Plus fondamentalement, le Gouvernement est d'avis que l'argumentation des auteurs de la saisine repose sur un parti contestable sur le plan méthodologique. S'agissant des dépenses discrétionnaires, les insuffisances en fin de gestion 2009 ne peuvent être considérées automatiquement comme des sous-dotations en 2010, sauf à nier toute capacité des pouvoirs publics à conduire des réformes ou à réaliser des économies. Quant aux dépenses obligatoires, le PLF 2010 n'étant pas construit dans le même contexte économique que l'exécution 2009, le volume des dépenses de guichet n'évoluera pas de la même manière ; on ne saurait donc partir du principe que les sous-budgétisations de 2009 seront à nouveau constatées en 2010. Dans le cadre budgétaire de la LOLF, dans lequel les crédits sont fongibles à l'intérieur de chaque programme, un accroissement ou une baisse de certaines dépenses par rapport aux crédits initialement budgétés doit se traduire par des économies ou des possibilités de redéploiements équivalentes sur d'autres crédits du programme.
2. Pris isolément, aucun des quatre griefs articulés par les auteurs de la saisine ne pourra, par ailleurs, être retenu.
a) La mission « Défense » n'est pas affectée d'une sous-budgétisation de 300 M€ sur les opérations extérieures (OPEX).
Les chiffres de l'année 2009 sur les opérations extérieures sont encore estimatifs et provisoires. Il faut par ailleurs signaler que la provision relative aux OPEX a été fortement revalorisée au fil du temps. Elle est passée de 25 M€ en LFI 2004 à 510 M€ en LFI 2009. Pour 2010, le taux de budgétisation devrait encore s'améliorer (570 M€ budgétés). Il est d'ores et déjà prévu par la loi de programmation militaire que la provision sera augmentée à nouveau de 60 M€ en 2011 et portée à 630 M€.

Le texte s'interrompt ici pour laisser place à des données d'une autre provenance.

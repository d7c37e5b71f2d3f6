// Path: crates/api/src/lib.rs

//! # Atlas API Crate Lints
//!
//! This crate enforces a strict set of lints to ensure high-quality,
//! panic-free, and well-documented code. Panics are disallowed in non-test
//! code to promote robust error handling.
#![cfg_attr(
    not(test),
    deny(
        clippy::unwrap_used,
        clippy::expect_used,
        clippy::panic,
        clippy::todo,
        clippy::unimplemented,
        clippy::indexing_slicing
    )
)]
//! # Atlas API
//!
//! The stable contracts around the prover: the ledger RPC it consumes, the
//! relayer-framework capability set it exposes, and the call context that
//! carries cancellation and deadlines through every blocking operation.

/// Cancellation and deadline propagation for ledger calls.
pub mod context;
/// Re-exports the error taxonomy from the central `atlas-types` crate.
pub mod error;
/// The chain-query and proof-query capability sets exposed to the relayer framework.
pub mod framework;
/// The ledger JSON-RPC boundary: the `LedgerClient` trait and its wire types.
pub mod ledger;

/// A curated set of the most commonly used traits and types.
pub mod prelude {
    pub use crate::context::{CallContext, CancelHandle};
    pub use crate::error::{ErrorCode, ProverError};
    pub use crate::framework::{ChainQuery, ProofQuery};
    pub use crate::ledger::{BlockTag, LedgerClient, LogCursor, LogFilter, RawLog};
}
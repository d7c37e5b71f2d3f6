// Path: crates/types/src/lib.rs
#![forbid(unsafe_code)]
#![deny(missing_docs)]

//! # Atlas Types
//!
//! This crate is the foundational library for the Atlas IBC prover, containing
//! the IBC record types, configuration objects and the error taxonomy shared
//! by every other crate in the workspace.
//!
//! ## Architectural Role
//!
//! As the base crate, `atlas-types` has minimal dependencies. It defines the
//! canonical shape of a `PathEnd`, a `Proof`, a `PacketRecord` and the
//! `ProverError` enum so that the ledger boundary (`atlas-api`) and the
//! prover (`atlas-relayer`) agree on them without depending on each other.

/// A top-level, crate-wide `Result` type alias with a default error type.
pub type Result<T, E = crate::error::ProverError> = std::result::Result<T, E>;

/// Shared configuration structures (`ChainConfig`, `ProverConfig`).
pub mod config;
/// The error taxonomy used across the prover.
pub mod error;
/// IBC data structures: path ends, height-pinned results, proofs and packet records.
pub mod ibc;
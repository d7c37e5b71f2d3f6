// Path: crates/test_utils/src/lib.rs
#![cfg_attr(
    not(test),
    deny(
        clippy::unwrap_used,
        clippy::expect_used,
        clippy::panic,
        clippy::unimplemented,
        clippy::todo,
        clippy::indexing_slicing
    )
)]

//! # Atlas Test Utilities
//!
//! Utilities for testing the Atlas prover components without a live ledger.

pub mod assertions;
pub mod fixtures;
pub mod ledger;

pub use ledger::{MockLedger, MockLogCursor};
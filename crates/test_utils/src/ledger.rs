// Path: crates/test_utils/src/ledger.rs
//! An in-memory ledger that answers the prover's JSON-RPC calls.
//!
//! Contract call results are stored per `(to, calldata)` and per height; a
//! read at height `h` sees the most recent value set at or below `h`, which is
//! how historical state behaves on a real chain.

use alloy_primitives::{Address, Bytes, B256, U256, U64};
use async_trait::async_trait;
use atlas_api::context::CallContext;
use atlas_api::ledger::{
    AccountProof, BlockTag, IndexedLogs, LedgerClient, LogCursor, LogFilter, RawBlockHeader,
    RawLog, StorageProof,
};
use atlas_types::error::ProverError;
use std::collections::{BTreeMap, HashMap};
use std::sync::{Mutex, MutexGuard};
use std::time::Duration;

/// A proof request as observed by the mock.
#[derive(Debug, Clone, PartialEq, Eq)]
pub struct ProofRequest {
    /// The account whose storage was proven.
    pub address: Address,
    /// The requested slots.
    pub slots: Vec<B256>,
    /// The block the proof was requested at.
    pub block: BlockTag,
}

#[derive(Default)]
struct State {
    head: u64,
    calls: HashMap<(Address, Bytes), BTreeMap<u64, Bytes>>,
    logs: Vec<RawLog>,
    proofs: HashMap<(B256, u64), Vec<Bytes>>,
    headers: BTreeMap<u64, RawBlockHeader>,
    failing: Vec<&'static str>,
    fail_all: bool,
    delay: Option<Duration>,
    counters: HashMap<&'static str, usize>,
    proof_requests: Vec<ProofRequest>,
}

/// An in-memory [`LedgerClient`].
#[derive(Default)]
pub struct MockLedger {
    state: Mutex<State>,
}

impl MockLedger {
    /// An empty ledger at block 0.
    pub fn new() -> Self {
        Self::default()
    }

    fn state(&self) -> MutexGuard<'_, State> {
        self.state.lock().unwrap_or_else(|p| p.into_inner())
    }

    /// Moves the chain head.
    pub fn set_head(&self, height: u64) {
        self.state().head = height;
    }

    /// The result of calling `to` with `calldata` from `height` onward.
    pub fn set_call(
        &self,
        to: Address,
        calldata: impl Into<Bytes>,
        height: u64,
        ret: impl Into<Bytes>,
    ) {
        self.state()
            .calls
            .entry((to, calldata.into()))
            .or_default()
            .insert(height, ret.into());
    }

    /// Appends a log to the chain history.
    pub fn push_log(&self, log: RawLog) {
        self.state().logs.push(log);
    }

    /// Appends a log emitted by `address` in `block`.
    pub fn emit(&self, address: Address, topics: Vec<B256>, data: impl Into<Bytes>, block: u64) {
        let mut state = self.state();
        let index = state.logs.len() as u64;
        state.logs.push(RawLog {
            address,
            topics,
            data: data.into(),
            block_number: Some(U64::from(block)),
            log_index: Some(U64::from(index)),
        });
    }

    /// The trie nodes returned for `slot` at exactly `height`.
    pub fn set_proof(&self, slot: B256, height: u64, nodes: Vec<Bytes>) {
        self.state().proofs.insert((slot, height), nodes);
    }

    /// Registers a block header.
    pub fn set_header(&self, header: RawBlockHeader) {
        let number = header.number.to::<u64>();
        self.state().headers.insert(number, header);
    }

    /// Makes every subsequent call of `method` fail with a transport error.
    pub fn fail_method(&self, method: &'static str) {
        self.state().failing.push(method);
    }

    /// Makes every subsequent call fail with a transport error.
    pub fn fail_all(&self) {
        self.state().fail_all = true;
    }

    /// Delays every response by `delay`.
    pub fn set_delay(&self, delay: Duration) {
        self.state().delay = Some(delay);
    }

    /// How many times `method` was invoked.
    pub fn calls_to(&self, method: &str) -> usize {
        self.state().counters.get(method).copied().unwrap_or(0)
    }

    /// The most recent `eth_getProof` request.
    pub fn last_proof_request(&self) -> Option<ProofRequest> {
        self.state().proof_requests.last().cloned()
    }

    fn resolve(&self, block: BlockTag) -> u64 {
        match block {
            BlockTag::Latest => self.state().head,
            BlockTag::Number(n) => n,
        }
    }

    async fn enter(&self, method: &'static str) -> Result<(), ProverError> {
        let delay = {
            let mut state = self.state();
            *state.counters.entry(method).or_default() += 1;
            if state.fail_all || state.failing.contains(&method) {
                return Err(ProverError::transport(method, "connection refused"));
            }
            state.delay
        };
        if let Some(delay) = delay {
            tokio::time::sleep(delay).await;
        }
        Ok(())
    }
}

#[async_trait]
impl LedgerClient for MockLedger {
    async fn block_number(&self, ctx: &CallContext) -> Result<u64, ProverError> {
        ctx.run(async {
            self.enter("eth_blockNumber").await?;
            Ok(self.state().head)
        })
        .await
    }

    async fn call(
        &self,
        ctx: &CallContext,
        to: Address,
        data: Bytes,
        block: BlockTag,
    ) -> Result<Bytes, ProverError> {
        ctx.run(async {
            self.enter("eth_call").await?;
            let height = self.resolve(block);
            let state = self.state();
            state
                .calls
                .get(&(to, data))
                .and_then(|history| history.range(..=height).next_back())
                .map(|(_, ret)| ret.clone())
                .ok_or_else(|| ProverError::transport("eth_call", "execution reverted"))
        })
        .await
    }

    async fn get_logs(
        &self,
        ctx: &CallContext,
        filter: &LogFilter,
    ) -> Result<Vec<RawLog>, ProverError> {
        ctx.run(async {
            self.enter("eth_getLogs").await?;
            let from = match filter.from_block {
                BlockTag::Number(n) => n,
                BlockTag::Latest => self.state().head,
            };
            let to = self.resolve(filter.to_block);
            let state = self.state();
            Ok(state
                .logs
                .iter()
                .filter(|log| log.address == filter.address)
                .filter(|log| {
                    filter
                        .topics
                        .iter()
                        .zip(log.topics.iter())
                        .all(|(want, got)| want == got)
                        && log.topics.len() >= filter.topics.len()
                })
                .filter(|log| {
                    let block = log.block().unwrap_or(0);
                    block >= from && block <= to
                })
                .cloned()
                .collect())
        })
        .await
    }

    async fn get_proof(
        &self,
        ctx: &CallContext,
        address: Address,
        slots: &[B256],
        block: BlockTag,
    ) -> Result<AccountProof, ProverError> {
        ctx.run(async {
            self.enter("eth_getProof").await?;
            let height = self.resolve(block);
            let mut state = self.state();
            state.proof_requests.push(ProofRequest {
                address,
                slots: slots.to_vec(),
                block,
            });
            let storage_proof = slots
                .iter()
                .map(|slot| StorageProof {
                    key: U256::from_be_bytes(slot.0),
                    value: U256::ZERO,
                    proof: state
                        .proofs
                        .get(&(*slot, height))
                        .cloned()
                        .unwrap_or_default(),
                })
                .collect();
            Ok(AccountProof {
                address,
                storage_proof,
                ..AccountProof::default()
            })
        })
        .await
    }

    async fn header_by_number(
        &self,
        ctx: &CallContext,
        number: u64,
    ) -> Result<RawBlockHeader, ProverError> {
        ctx.run(async {
            self.enter("eth_getBlockByNumber").await?;
            self.state()
                .headers
                .get(&number)
                .cloned()
                .ok_or_else(|| {
                    ProverError::transport("eth_getBlockByNumber", format!("block {number} not found"))
                })
        })
        .await
    }
}

/// A [`LogCursor`] that returns a fixed, pre-indexed prefix of the history.
#[derive(Default)]
pub struct MockLogCursor {
    indexed: Mutex<Option<IndexedLogs>>,
}

impl MockLogCursor {
    /// A cursor that has indexed `logs` through `through_block`.
    pub fn new(logs: Vec<RawLog>, through_block: u64) -> Self {
        Self {
            indexed: Mutex::new(Some(IndexedLogs {
                logs,
                through_block,
            })),
        }
    }
}

#[async_trait]
impl LogCursor for MockLogCursor {
    async fn indexed(
        &self,
        _ctx: &CallContext,
        filter: &LogFilter,
    ) -> Result<Option<IndexedLogs>, ProverError> {
        let guard = self.indexed.lock().unwrap_or_else(|p| p.into_inner());
        Ok(guard.as_ref().map(|idx| IndexedLogs {
            logs: idx
                .logs
                .iter()
                .filter(|log| log.address == filter.address)
                .filter(|log| log.topics.first().copied() == filter.topic0())
                .cloned()
                .collect(),
            through_block: idx.through_block,
        }))
    }
}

Le Gouvernement souhaite faire observer, en tout état de cause, que l'ambition d'un taux de budgétisation de 100 % des OPEX n'apparaît ni réaliste ni même souhaitable, dès lors que les surcoûts de ces opérations, quoique pour partie prévisibles, restent cependant marqués par une réelle imprévisibilité résiduelle, liée aux décisions relatives à l'engagement des forces armées dans de telles opérations.
b) La mission « Travail et emploi » ne se trouve pas mécaniquement affectée d'une sous-budgétisation de 378,2 M€.
L'insuffisance de budgétisation au titre de l'année 2009, année de crise économique, ne peut être considérée comme de nature à entraîner ipso facto une insuffisance au titre de 2010, s'agissant d'une mission qui comporte une part importante de dépenses « de guichet », dont l'évolution est fortement corrélée au contexte économique et social. Cette mission bénéficie par ailleurs massivement des crédits du « Plan de relance de l'économie ». Il serait donc tout à fait paradoxal de considérer que cette mission se trouve sous-dotée.
En outre, l'insuffisance en fin de gestion 2009 n'a pas vocation à être de nouveau...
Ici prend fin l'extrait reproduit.